» Problem details
Below are the records; copy each line in them that holds the word "alias".

» Source material
"""

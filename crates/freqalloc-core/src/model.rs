//! Input model for frequency allocation problems.
//!
//! A model is a flat set of value types. Interferences and connections refer
//! to stations by their position in [`FrequencyModel::stations`], which is also
//! the variable index used in the encoded problem.
//!
//! # Example
//!
//! ```
//! use freqalloc_core::{Connection, FrequencyModel, Interference, Station};
//!
//! let model = FrequencyModel::new(
//!     vec![
//!         Station::new(0, 0, 5, vec![10, 20], vec![15, 25]),
//!         Station::new(1, 0, 5, vec![15, 25], vec![10, 20]),
//!     ],
//!     vec![4],
//!     vec![Interference::new(0, 1, 3)],
//!     vec![Connection::new(0, 1)],
//! );
//!
//! assert!(model.validate().is_ok());
//! assert_eq!(model.cost_function_count(), 2);
//! ```

use std::fmt;

#[cfg(feature = "serde")]
use serde::{Deserialize, Serialize};

use crate::error::ModelError;

/// A frequency value, in the instance's own units.
pub type Frequency = i64;

/// A station needing one transmitter and one receiver frequency.
#[derive(Debug, Clone, PartialEq, Eq)]
#[cfg_attr(feature = "serde", derive(Deserialize, Serialize))]
pub struct Station {
    /// Identifier carried over from the instance.
    #[cfg_attr(feature = "serde", serde(rename = "num", alias = "id"))]
    pub id: usize,
    /// Region the station belongs to.
    pub region: usize,
    /// Required distance between the transmitter and receiver frequency.
    pub delta: Frequency,
    /// Candidate transmitter frequencies, in instance order.
    #[cfg_attr(feature = "serde", serde(rename = "transmitter", alias = "transmitters"))]
    pub transmitters: Vec<Frequency>,
    /// Candidate receiver frequencies, in instance order.
    #[cfg_attr(feature = "serde", serde(rename = "receiver", alias = "receivers"))]
    pub receivers: Vec<Frequency>,
}

impl Station {
    pub fn new(
        id: usize,
        region: usize,
        delta: Frequency,
        transmitters: Vec<Frequency>,
        receivers: Vec<Frequency>,
    ) -> Self {
        Self {
            id,
            region,
            delta,
            transmitters,
            receivers,
        }
    }
}

/// Two nearby stations whose frequencies must all be at least `gap` apart.
#[derive(Debug, Clone, Copy, PartialEq, Eq)]
#[cfg_attr(feature = "serde", derive(Deserialize, Serialize))]
pub struct Interference {
    pub x: usize,
    pub y: usize,
    /// Minimum distance between any frequency of `x` and any frequency of `y`.
    #[cfg_attr(feature = "serde", serde(rename = "Delta", alias = "gap", alias = "delta"))]
    pub gap: Frequency,
}

impl Interference {
    pub fn new(x: usize, y: usize, gap: Frequency) -> Self {
        Self { x, y, gap }
    }
}

/// A communication link: `x` transmits on what `y` receives and vice versa.
#[derive(Debug, Clone, Copy, PartialEq, Eq)]
#[cfg_attr(feature = "serde", derive(Deserialize, Serialize))]
pub struct Connection {
    pub x: usize,
    pub y: usize,
}

impl Connection {
    pub fn new(x: usize, y: usize) -> Self {
        Self { x, y }
    }
}

/// Family of a binary constraint, used in diagnostics.
#[derive(Debug, Clone, Copy, PartialEq, Eq, Hash)]
pub enum ConstraintKind {
    Interference,
    Connection,
}

impl ConstraintKind {
    pub fn as_str(self) -> &'static str {
        match self {
            Self::Interference => "interference",
            Self::Connection => "connection",
        }
    }
}

impl fmt::Display for ConstraintKind {
    fn fmt(&self, f: &mut fmt::Formatter<'_>) -> fmt::Result {
        f.write_str(self.as_str())
    }
}

/// A complete problem instance, immutable for the duration of an encoding run.
#[derive(Debug, Clone, Default, PartialEq, Eq)]
#[cfg_attr(feature = "serde", derive(Deserialize, Serialize))]
pub struct FrequencyModel {
    pub stations: Vec<Station>,
    /// Maximum number of distinct frequencies usable in each region.
    #[cfg_attr(feature = "serde", serde(default))]
    pub regions: Vec<u32>,
    #[cfg_attr(feature = "serde", serde(default))]
    pub interferences: Vec<Interference>,
    #[cfg_attr(feature = "serde", serde(default, rename = "connection", alias = "connections"))]
    pub connections: Vec<Connection>,
}

impl FrequencyModel {
    pub fn new(
        stations: Vec<Station>,
        regions: Vec<u32>,
        interferences: Vec<Interference>,
        connections: Vec<Connection>,
    ) -> Self {
        Self {
            stations,
            regions,
            interferences,
            connections,
        }
    }

    pub fn station_count(&self) -> usize {
        self.stations.len()
    }

    /// Number of binary cost functions the encoding will contain.
    pub fn cost_function_count(&self) -> usize {
        self.interferences.len() + self.connections.len()
    }

    /// Returns the indices of the stations located in `region`.
    pub fn stations_in_region(&self, region: usize) -> impl Iterator<Item = usize> + '_ {
        self.stations
            .iter()
            .enumerate()
            .filter(move |(_, s)| s.region == region)
            .map(|(i, _)| i)
    }

    /// Checks everything about the model that does not require the spaced
    /// stations: spacing signs and constraint scopes.
    ///
    /// Reports the first violation found, scanning stations, then
    /// interferences, then connections, in input order.
    pub fn validate(&self) -> Result<(), ModelError> {
        for (station, s) in self.stations.iter().enumerate() {
            if s.delta < 0 {
                return Err(ModelError::NegativeDelta {
                    station,
                    delta: s.delta,
                });
            }
        }

        for (index, interference) in self.interferences.iter().enumerate() {
            self.check_scope(
                ConstraintKind::Interference,
                index,
                interference.x,
                interference.y,
            )?;
            if interference.gap < 0 {
                return Err(ModelError::NegativeGap {
                    index,
                    gap: interference.gap,
                });
            }
        }

        for (index, connection) in self.connections.iter().enumerate() {
            self.check_scope(ConstraintKind::Connection, index, connection.x, connection.y)?;
        }

        Ok(())
    }

    fn check_scope(
        &self,
        kind: ConstraintKind,
        index: usize,
        x: usize,
        y: usize,
    ) -> Result<(), ModelError> {
        let station_count = self.stations.len();
        for station in [x, y] {
            if station >= station_count {
                return Err(ModelError::UnknownStation {
                    kind,
                    index,
                    station,
                    station_count,
                });
            }
        }
        if x == y {
            return Err(ModelError::SelfConstraint {
                kind,
                index,
                station: x,
            });
        }
        Ok(())
    }
}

"""

» Completed task
    #[cfg_attr(feature = "serde", serde(rename = "num", alias = "id"))]
    #[cfg_attr(feature = "serde", serde(rename = "transmitter", alias = "transmitters"))]
    #[cfg_attr(feature = "serde", serde(rename = "receiver", alias = "receivers"))]
    #[cfg_attr(feature = "serde", serde(rename = "Delta", alias = "gap", alias = "delta"))]
    #[cfg_attr(feature = "serde", serde(default, rename = "connection", alias = "connections"))]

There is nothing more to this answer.